Her main thesis is that childbirth, as the true climax and conclusion of the act of deepest intimacy and personal bond between husband and wife, is something that is best experienced by them alone... and in any case, should be treated with the utmost respect and dignity befitting such a sacred, intense, deeply personal moment. The love of husband and wife, reflected in the reality and tangibility of the life of a new person who embodies that love, comes full circle... the marriage act of self-gift and intimacy is completed in the same manner it began... with the two of them alone working together to bring forth love itself. The father's role is not only the role of coach, but of a very active and necessary participant. Due to the necessity of deep communication and trust between the couple who plan an unassisted birth, and the intensity of the experience they undergo together, many couples confide that their unassisted births greatly strengthened their marital bonds, their love, trust, and respect for each other, their communication, and their confidence in both self and spouse.

So... I had found it... the missing piece of my puzzle to having a birth experience the way I felt it should be. The freedom to labor as I wanted, to birth as I needed... to be as loud as I needed, to feel uninhibited... and, especially, to make this a deep, lasting, intimately personal event with my husband in full participation, with both of us being completely involved and relying on our own inner strength, instead of someone else... all this could be possible with unassisted birth. When I accepted this, I knew that I had a much better chance of having positive feelings about our new baby's birth, even if things were tough. I knew what labor and birth were really about. I was going to do all in my power to assure that we had the best chance of this happening; and, if we should have to transfer to a hospital, I would still keep in mind that the most important thing was doing what was best for my baby. In the case of complications, the loving sacrifice would include not birthing in the way I'd hoped. But if there were no complications, delivering our baby by ourselves, together, would be the best way we could make our child's entrance into the physical world a true act of surrender and love.

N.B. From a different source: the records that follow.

use infra_forge_core::expression::Literal;
use infra_forge_dsl::{parse, Declaration, ExpressionKind, StringSegment};

/// A realistic deployment: parameters with defaults, derived variables, two
/// dependent resources and outputs reading resource properties.
const STORAGE_DEPLOYMENT: &str = r#"
// Line comments
/* Block comments */

parameter name: string
parameter location: string = 'westus'
parameter replicas: int = 3
parameter adminPassword: secureString

variable greeting = concat('hello ', name)
variable storageName = '${toLower(name)}store'
variable tags = {
  environment: 'prod'
  'cost-center': 42
}

resource storage: 'Microsoft.Storage/storageAccounts@2019-06-01' = {
  name: storageName
  location: location
  tags: tags
  sku: {
    name: 'Standard_LRS'
  }
  kind: 'StorageV2'
  properties: {
    supportsHttpsTrafficOnly: true
    encryption: null
  }
}

resource container: 'Microsoft.Storage/storageAccounts/blobServices/containers@2019-06-01' = {
  name: '${storage.name}/default/logs'
  properties: {
    publicAccess: 'None'
  }
  dependsOn: [
    storage
  ]
}

output result: string = greeting
output endpoint = storage.properties.primaryEndpoints.blob
output firstTag = tags['cost-center']
"#;

#[test]
fn parse_full_storage_deployment() {
    let program = parse(STORAGE_DEPLOYMENT);
    assert!(
        program.diagnostics.is_empty(),
        "unexpected diagnostics: {:?}",
        program.diagnostics
    );
    assert_eq!(program.declarations.len(), 12);

    let kinds: Vec<_> = program.declarations.iter().map(|d| d.keyword()).collect();
    assert_eq!(
        kinds,
        vec![
            "parameter", "parameter", "parameter", "parameter", "variable", "variable",
            "variable", "resource", "resource", "output", "output", "output",
        ]
    );

    // --- parameters ---
    match &program.declarations[1] {
        Declaration::Parameter(p) => {
            assert_eq!(p.name.name, "location");
            assert_eq!(p.type_annotation.name, "string");
            assert_eq!(
                p.default_value.as_ref().and_then(|e| e.as_string_literal()),
                Some("westus")
            );
        }
        other => panic!("expected parameter, got {other:?}"),
    }
    match &program.declarations[2] {
        Declaration::Parameter(p) => assert!(matches!(
            p.default_value.as_ref().map(|e| &e.kind),
            Some(ExpressionKind::Literal(Literal::Integer(3)))
        )),
        other => panic!("expected parameter, got {other:?}"),
    }

    // --- interpolated variable ---
    match &program.declarations[5] {
        Declaration::Variable(v) => match &v.value.kind {
            ExpressionKind::Interpolated(segments) => {
                assert_eq!(segments.len(), 2);
                assert!(matches!(&segments[1], StringSegment::Text(t) if t == "store"));
            }
            other => panic!("expected interpolation, got {other:?}"),
        },
        other => panic!("expected variable, got {other:?}"),
    }

    // --- storage resource ---
    let Declaration::Resource(storage) = &program.declarations[7] else {
        panic!("expected resource");
    };
    assert_eq!(storage.name.name, "storage");
    assert_eq!(
        storage.resource_type.split(),
        Some(("Microsoft.Storage/storageAccounts", "2019-06-01"))
    );
    let keys: Vec<_> = storage
        .body
        .as_object()
        .expect("object body")
        .iter()
        .map(|p| p.key.as_str())
        .collect();
    assert_eq!(keys, vec!["name", "location", "tags", "sku", "kind", "properties"]);

    // --- container resource ---
    let Declaration::Resource(container) = &program.declarations[8] else {
        panic!("expected resource");
    };
    let depends_on = container.body.property("dependsOn").expect("dependsOn");
    match &depends_on.value.kind {
        ExpressionKind::Array(items) => {
            assert!(matches!(&items[0].kind, ExpressionKind::Reference(id) if id.name == "storage"));
        }
        other => panic!("expected array, got {other:?}"),
    }

    // --- outputs ---
    match &program.declarations[10] {
        Declaration::Output(o) => {
            assert!(o.type_annotation.is_none());
            assert!(matches!(o.value.kind, ExpressionKind::PropertyAccess { .. }));
        }
        other => panic!("expected output, got {other:?}"),
    }
    match &program.declarations[11] {
        Declaration::Output(o) => assert!(matches!(o.value.kind, ExpressionKind::ArrayAccess { .. })),
        other => panic!("expected output, got {other:?}"),
    }
}

#[test]
fn spans_map_to_source_lines() {
    let program = parse(STORAGE_DEPLOYMENT);
    let Declaration::Resource(storage) = &program.declarations[7] else {
        panic!("expected resource");
    };
    let start = program.line_index.position(storage.span.start);
    let end = program.line_index.position(storage.span.end);
    assert_eq!(start.line, 17);
    assert_eq!(end.line, 29);
}

#[test]
fn several_errors_reported_in_one_pass() {
    let source = "parameter a: string\nvariable = 1\nvariable b = concat(a,)\noutput c = b\nresource : 'x/y@1' = {}\n";
    let program = parse(source);
    let lines: Vec<_> = program.diagnostics.iter().map(|d| d.line).collect();
    assert_eq!(lines, vec![2, 3, 5]);
    assert_eq!(program.named_declarations().count(), 3);
}

#[test]
fn deeply_nested_expressions_become_one_diagnostic() {
    let sources = [
        format!("variable x = {}1{}\n", "(".repeat(20_000), ")".repeat(20_000)),
        format!("variable x = {}1{}\n", "[".repeat(20_000), "]".repeat(20_000)),
        format!("variable x = {}1{}\n", "f(".repeat(20_000), ")".repeat(20_000)),
        format!("variable x = {}{}\n", "{a: ".repeat(20_000), "}".repeat(20_000)),
        format!("variable x = a{}\n", ".b".repeat(20_000)),
        format!("variable x = {}'x'{}\n", "'${".repeat(10_000), "}'".repeat(10_000)),
    ];
    for source in &sources {
        let program = parse(&format!("{source}output o = 1\n"));
        assert_eq!(program.diagnostics.len(), 1, "{:?}", program.diagnostics);
        assert!(program.diagnostics[0].message.contains("nesting"));
        assert_eq!(program.declarations.len(), 2);
        match &program.declarations[0] {
            Declaration::Variable(v) => assert!(matches!(v.value.kind, ExpressionKind::Skipped)),
            other => panic!("expected variable, got {other:?}"),
        }
    }
}

#[test]
fn broken_object_member_reports_only_its_own_error() {
    let source = "variable x = {\n  a: 1\n  a: 2\n  b: )\n}\nvariable y = 1\n";
    let program = parse(source);
    let lines: Vec<_> = program.diagnostics.iter().map(|d| d.line).collect();
    assert_eq!(lines, vec![4]);
    assert_eq!(program.named_declarations().count(), 2);
}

Childbirth is a love act involving the triangle of man, woman, and child, but people are unaware that it is an intimate occurrence. A powerful physical and psychological union is formed between the couple who births a baby together... At the moment of complete surrender, many couples feel a sense of eternity together. They just KNOW they will be together forever. Past, present, and future are linked together and the baby will be a constant reminder of the momentous event.